[PROBLEM REQUIREMENTS]
Copy the first line of the material below and every later line through the line containing "use std::path::PathBuf;", without any other output.

[EXERCISE DATA]
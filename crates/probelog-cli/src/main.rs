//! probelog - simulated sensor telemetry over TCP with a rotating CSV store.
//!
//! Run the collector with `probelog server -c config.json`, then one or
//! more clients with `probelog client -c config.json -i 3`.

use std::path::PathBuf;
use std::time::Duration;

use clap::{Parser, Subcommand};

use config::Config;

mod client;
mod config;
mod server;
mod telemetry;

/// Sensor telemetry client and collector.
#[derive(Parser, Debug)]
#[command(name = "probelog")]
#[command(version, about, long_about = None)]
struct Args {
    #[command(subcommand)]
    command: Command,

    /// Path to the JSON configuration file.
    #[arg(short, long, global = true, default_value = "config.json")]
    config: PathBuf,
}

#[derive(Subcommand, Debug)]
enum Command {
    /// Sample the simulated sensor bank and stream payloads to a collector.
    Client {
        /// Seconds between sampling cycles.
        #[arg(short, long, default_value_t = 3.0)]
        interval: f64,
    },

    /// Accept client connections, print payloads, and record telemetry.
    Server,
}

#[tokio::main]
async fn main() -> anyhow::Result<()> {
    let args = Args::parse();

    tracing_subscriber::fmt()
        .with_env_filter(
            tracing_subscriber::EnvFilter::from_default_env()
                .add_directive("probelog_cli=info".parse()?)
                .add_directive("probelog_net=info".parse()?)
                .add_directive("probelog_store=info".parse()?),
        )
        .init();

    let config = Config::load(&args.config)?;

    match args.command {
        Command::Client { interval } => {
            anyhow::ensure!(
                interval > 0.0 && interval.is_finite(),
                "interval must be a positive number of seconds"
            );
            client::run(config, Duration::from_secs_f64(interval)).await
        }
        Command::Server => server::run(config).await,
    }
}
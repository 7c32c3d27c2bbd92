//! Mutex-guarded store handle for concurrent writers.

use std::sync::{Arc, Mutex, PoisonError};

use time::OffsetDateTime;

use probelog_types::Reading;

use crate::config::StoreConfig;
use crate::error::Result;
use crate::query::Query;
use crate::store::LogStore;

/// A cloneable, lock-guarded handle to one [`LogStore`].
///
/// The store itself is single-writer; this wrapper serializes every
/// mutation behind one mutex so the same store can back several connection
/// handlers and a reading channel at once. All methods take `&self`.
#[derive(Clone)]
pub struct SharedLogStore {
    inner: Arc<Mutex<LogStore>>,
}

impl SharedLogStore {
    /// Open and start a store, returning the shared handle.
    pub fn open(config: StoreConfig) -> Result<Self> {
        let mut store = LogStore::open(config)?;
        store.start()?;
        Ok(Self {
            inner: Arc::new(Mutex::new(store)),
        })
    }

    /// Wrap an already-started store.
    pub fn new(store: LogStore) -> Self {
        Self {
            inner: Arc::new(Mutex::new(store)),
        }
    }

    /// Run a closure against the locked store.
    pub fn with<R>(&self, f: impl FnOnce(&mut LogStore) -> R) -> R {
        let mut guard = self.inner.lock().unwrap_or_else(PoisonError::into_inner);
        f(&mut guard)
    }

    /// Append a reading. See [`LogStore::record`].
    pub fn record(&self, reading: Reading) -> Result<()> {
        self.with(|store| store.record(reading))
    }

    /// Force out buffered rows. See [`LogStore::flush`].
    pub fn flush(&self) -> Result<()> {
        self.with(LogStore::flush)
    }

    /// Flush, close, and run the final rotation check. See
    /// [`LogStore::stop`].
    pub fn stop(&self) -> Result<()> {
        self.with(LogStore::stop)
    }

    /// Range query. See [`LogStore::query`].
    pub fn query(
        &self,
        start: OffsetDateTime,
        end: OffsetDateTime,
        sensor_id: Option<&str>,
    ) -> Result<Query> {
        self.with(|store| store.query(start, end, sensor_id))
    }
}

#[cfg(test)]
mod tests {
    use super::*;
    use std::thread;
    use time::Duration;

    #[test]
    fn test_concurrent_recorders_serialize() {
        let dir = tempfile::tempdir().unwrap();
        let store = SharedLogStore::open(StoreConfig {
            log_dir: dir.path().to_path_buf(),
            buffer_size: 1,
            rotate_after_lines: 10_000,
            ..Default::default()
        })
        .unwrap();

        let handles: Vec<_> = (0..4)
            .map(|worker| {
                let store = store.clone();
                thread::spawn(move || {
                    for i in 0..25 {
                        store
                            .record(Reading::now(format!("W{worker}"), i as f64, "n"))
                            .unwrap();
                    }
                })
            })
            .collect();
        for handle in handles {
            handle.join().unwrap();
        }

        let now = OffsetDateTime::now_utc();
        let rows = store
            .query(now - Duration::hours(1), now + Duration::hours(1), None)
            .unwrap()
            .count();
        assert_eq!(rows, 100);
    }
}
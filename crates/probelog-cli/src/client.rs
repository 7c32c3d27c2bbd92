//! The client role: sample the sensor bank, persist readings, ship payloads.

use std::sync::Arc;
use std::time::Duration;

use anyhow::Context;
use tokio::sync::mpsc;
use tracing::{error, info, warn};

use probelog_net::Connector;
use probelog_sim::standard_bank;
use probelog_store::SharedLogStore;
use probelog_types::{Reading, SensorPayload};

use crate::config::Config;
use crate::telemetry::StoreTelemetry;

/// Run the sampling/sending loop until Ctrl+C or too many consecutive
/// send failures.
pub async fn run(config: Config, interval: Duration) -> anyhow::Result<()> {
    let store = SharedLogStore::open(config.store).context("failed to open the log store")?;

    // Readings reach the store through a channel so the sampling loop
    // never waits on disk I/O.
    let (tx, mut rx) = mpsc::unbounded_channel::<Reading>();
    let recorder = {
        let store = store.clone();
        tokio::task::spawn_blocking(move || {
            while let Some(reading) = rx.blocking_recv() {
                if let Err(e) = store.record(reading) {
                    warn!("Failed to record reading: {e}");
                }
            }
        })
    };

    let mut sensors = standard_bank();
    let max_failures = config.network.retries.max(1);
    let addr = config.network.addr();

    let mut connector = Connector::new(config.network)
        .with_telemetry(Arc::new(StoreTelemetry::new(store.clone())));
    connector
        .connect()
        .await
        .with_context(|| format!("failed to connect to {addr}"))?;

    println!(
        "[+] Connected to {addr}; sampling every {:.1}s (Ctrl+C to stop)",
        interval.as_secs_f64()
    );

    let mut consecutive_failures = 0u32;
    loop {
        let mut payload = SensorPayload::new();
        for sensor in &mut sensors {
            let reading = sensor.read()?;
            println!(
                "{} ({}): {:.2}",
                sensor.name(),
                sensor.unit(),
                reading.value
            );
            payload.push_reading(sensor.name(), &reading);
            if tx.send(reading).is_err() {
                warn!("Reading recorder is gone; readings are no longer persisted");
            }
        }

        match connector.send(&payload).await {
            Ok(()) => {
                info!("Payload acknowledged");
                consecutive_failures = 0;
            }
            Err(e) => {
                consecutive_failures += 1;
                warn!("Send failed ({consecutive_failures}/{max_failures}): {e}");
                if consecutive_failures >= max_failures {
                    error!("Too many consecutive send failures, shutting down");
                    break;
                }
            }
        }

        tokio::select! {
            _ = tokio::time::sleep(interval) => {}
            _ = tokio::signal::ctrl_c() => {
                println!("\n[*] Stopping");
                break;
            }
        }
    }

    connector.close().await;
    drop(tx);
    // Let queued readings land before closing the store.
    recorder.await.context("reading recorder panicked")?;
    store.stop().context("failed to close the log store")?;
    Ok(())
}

[FINISHED EXERCISE]
filename crates/probelog-cli/src/main.rs
//! probelog - simulated sensor telemetry over TCP with a rotating CSV store.
//!
//! Run the collector with `probelog server -c config.json`, then one or
//! more clients with `probelog client -c config.json -i 3`.

use std::path::PathBuf;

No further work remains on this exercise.